### WORK REQUEST:
Look through the material and copy each line holding "pagesize".

### RECORDS FOR THIS TASK:
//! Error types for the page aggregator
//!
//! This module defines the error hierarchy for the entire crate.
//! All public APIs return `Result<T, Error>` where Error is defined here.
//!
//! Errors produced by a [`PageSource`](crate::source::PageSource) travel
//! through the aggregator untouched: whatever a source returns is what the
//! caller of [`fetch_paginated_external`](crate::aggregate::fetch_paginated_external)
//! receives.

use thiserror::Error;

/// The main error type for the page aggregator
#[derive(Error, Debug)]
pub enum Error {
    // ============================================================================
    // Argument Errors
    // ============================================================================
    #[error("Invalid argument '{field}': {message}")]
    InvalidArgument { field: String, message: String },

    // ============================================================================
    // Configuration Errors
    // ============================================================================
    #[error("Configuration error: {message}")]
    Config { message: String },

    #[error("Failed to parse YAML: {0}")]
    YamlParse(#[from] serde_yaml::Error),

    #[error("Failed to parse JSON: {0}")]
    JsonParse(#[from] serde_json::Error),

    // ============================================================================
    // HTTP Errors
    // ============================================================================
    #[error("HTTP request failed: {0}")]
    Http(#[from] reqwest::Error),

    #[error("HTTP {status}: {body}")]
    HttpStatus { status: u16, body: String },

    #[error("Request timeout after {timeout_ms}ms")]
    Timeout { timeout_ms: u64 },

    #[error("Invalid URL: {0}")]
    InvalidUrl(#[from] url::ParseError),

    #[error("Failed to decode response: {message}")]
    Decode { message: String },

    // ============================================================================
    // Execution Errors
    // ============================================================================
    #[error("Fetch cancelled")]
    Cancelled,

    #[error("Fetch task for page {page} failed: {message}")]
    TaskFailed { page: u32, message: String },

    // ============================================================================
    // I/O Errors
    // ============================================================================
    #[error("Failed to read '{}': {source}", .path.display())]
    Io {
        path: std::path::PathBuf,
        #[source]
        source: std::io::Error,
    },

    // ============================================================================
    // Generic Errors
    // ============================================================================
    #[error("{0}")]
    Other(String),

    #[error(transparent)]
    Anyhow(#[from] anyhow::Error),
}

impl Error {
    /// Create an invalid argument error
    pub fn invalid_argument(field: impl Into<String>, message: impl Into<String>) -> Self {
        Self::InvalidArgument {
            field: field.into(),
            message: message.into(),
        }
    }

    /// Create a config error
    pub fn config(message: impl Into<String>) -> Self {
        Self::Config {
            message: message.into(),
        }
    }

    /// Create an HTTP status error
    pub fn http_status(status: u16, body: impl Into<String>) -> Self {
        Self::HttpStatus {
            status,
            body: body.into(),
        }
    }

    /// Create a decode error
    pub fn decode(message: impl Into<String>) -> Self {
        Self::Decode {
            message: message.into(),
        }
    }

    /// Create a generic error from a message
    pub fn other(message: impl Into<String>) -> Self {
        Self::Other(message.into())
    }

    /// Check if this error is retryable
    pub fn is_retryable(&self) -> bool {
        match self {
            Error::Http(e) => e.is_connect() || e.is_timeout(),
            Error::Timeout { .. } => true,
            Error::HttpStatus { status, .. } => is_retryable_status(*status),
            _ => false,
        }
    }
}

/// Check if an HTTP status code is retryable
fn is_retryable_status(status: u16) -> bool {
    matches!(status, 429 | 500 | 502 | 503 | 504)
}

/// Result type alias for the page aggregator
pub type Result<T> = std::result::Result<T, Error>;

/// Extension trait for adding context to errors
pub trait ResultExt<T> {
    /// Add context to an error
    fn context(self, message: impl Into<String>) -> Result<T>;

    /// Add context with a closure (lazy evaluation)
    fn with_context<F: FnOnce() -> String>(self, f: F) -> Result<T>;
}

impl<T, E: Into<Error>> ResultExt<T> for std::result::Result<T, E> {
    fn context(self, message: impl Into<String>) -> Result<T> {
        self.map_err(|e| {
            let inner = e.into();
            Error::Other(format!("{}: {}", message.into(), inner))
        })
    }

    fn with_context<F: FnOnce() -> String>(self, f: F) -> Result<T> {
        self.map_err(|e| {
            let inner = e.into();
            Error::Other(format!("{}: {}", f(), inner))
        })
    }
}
* * *
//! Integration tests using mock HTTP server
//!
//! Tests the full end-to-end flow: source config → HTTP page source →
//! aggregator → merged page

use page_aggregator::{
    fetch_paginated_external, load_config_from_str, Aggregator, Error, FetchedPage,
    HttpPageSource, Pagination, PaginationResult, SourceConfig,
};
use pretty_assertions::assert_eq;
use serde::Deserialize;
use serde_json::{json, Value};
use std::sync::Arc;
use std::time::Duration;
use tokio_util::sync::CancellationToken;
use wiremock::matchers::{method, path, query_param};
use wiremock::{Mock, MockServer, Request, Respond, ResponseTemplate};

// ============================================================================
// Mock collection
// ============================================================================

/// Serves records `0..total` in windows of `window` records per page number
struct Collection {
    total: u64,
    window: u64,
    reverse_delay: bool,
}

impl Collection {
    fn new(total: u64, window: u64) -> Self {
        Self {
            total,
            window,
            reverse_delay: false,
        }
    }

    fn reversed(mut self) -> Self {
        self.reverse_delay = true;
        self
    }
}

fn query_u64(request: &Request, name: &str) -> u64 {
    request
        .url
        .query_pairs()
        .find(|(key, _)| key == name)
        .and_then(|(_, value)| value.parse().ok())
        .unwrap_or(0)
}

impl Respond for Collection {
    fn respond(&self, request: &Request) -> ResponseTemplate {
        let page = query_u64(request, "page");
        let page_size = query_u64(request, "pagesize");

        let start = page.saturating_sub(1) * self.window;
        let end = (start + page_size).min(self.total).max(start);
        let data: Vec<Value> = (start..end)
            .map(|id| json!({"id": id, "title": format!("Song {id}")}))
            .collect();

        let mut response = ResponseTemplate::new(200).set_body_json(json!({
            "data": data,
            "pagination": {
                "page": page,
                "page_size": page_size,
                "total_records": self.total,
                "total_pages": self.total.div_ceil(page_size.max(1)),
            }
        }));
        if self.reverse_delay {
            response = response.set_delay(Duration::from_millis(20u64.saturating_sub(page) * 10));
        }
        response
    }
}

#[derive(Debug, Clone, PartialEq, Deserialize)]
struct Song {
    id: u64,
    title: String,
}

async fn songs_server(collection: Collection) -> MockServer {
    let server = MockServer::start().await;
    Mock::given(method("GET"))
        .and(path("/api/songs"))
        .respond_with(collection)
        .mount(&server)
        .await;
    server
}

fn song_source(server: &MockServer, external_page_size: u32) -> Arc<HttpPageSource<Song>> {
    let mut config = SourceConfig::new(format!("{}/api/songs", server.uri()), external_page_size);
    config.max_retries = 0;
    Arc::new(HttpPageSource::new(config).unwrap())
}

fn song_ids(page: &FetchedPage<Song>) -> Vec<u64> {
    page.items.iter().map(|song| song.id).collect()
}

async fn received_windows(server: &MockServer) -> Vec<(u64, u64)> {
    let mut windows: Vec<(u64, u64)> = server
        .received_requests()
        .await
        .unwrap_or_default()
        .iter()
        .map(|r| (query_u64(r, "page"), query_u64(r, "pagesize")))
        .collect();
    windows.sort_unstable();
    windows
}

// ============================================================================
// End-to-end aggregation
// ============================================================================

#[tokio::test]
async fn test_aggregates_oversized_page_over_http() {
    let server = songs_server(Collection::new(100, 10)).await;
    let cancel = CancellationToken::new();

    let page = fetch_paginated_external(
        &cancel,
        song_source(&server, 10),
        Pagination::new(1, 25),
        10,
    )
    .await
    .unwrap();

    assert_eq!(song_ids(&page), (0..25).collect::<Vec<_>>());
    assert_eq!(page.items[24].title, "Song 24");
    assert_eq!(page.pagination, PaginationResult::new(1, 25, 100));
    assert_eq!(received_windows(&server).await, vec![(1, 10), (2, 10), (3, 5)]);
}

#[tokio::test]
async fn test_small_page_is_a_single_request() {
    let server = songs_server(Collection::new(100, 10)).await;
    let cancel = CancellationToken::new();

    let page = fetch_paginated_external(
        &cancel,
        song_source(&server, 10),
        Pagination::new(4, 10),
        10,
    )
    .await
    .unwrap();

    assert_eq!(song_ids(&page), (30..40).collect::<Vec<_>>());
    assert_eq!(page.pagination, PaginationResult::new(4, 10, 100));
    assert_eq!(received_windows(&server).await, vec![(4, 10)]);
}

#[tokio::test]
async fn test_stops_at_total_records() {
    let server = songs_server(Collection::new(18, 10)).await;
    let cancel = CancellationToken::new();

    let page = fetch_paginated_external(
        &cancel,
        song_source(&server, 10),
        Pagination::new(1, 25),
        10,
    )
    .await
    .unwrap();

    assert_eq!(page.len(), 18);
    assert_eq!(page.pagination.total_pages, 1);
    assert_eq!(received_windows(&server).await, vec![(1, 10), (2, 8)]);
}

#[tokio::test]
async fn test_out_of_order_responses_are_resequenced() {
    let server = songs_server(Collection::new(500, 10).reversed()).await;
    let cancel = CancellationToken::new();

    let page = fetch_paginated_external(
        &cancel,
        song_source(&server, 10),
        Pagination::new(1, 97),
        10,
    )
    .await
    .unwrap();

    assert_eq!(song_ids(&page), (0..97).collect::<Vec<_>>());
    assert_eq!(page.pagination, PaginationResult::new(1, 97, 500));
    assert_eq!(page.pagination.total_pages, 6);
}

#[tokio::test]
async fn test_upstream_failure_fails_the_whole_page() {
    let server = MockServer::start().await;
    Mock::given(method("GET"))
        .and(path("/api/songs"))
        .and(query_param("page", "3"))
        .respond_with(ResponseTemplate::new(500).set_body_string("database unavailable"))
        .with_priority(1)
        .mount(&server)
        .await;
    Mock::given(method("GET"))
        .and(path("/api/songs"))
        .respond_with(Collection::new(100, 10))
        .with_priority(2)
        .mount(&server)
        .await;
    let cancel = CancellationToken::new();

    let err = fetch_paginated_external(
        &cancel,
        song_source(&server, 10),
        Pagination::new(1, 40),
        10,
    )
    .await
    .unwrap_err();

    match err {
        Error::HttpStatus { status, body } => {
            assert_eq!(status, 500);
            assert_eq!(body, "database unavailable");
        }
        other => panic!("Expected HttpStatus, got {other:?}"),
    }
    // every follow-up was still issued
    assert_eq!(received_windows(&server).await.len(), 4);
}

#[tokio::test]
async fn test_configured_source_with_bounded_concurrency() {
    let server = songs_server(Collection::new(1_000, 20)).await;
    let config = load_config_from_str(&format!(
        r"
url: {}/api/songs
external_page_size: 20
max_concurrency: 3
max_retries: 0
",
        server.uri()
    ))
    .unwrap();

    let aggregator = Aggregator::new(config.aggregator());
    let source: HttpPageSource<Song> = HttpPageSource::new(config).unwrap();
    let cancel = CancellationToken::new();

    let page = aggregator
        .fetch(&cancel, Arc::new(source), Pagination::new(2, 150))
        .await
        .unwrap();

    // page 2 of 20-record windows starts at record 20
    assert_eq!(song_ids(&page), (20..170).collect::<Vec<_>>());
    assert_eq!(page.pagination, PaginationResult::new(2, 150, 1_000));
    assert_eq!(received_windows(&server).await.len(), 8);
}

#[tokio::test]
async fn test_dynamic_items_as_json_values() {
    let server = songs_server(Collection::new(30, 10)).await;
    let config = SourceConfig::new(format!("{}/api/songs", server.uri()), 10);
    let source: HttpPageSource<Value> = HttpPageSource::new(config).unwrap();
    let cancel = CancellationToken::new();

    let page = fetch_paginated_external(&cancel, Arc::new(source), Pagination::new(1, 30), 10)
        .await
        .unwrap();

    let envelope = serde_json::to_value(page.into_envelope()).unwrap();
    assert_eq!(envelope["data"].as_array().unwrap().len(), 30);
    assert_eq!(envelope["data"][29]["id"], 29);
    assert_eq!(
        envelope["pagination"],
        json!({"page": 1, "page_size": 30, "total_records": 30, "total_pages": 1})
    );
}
---
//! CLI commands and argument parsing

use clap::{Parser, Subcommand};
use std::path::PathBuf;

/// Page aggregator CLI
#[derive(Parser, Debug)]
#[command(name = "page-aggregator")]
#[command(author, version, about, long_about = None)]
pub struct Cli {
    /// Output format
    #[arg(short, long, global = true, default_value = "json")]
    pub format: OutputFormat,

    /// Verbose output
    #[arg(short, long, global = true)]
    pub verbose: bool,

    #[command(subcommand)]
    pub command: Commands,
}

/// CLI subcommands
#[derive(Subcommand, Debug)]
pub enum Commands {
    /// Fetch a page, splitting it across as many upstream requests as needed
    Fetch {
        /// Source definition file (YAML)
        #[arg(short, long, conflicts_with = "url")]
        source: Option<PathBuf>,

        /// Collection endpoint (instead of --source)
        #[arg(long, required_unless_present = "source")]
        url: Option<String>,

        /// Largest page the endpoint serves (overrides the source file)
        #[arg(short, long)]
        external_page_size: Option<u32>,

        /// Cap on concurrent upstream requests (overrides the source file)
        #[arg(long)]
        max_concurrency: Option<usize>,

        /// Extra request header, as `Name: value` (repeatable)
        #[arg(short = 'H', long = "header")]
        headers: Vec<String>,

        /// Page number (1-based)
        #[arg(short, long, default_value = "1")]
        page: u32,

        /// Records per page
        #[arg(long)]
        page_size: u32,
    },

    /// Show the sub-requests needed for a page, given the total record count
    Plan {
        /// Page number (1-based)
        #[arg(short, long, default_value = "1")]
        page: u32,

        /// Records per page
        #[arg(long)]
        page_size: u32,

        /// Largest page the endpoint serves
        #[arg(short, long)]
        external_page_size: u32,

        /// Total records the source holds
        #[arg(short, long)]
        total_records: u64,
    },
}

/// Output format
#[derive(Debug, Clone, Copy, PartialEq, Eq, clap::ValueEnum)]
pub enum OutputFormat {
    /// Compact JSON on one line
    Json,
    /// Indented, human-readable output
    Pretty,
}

### TASK SOLUTION:
        let page_size = query_u64(request, "pagesize");
        .map(|r| (query_u64(r, "page"), query_u64(r, "pagesize")))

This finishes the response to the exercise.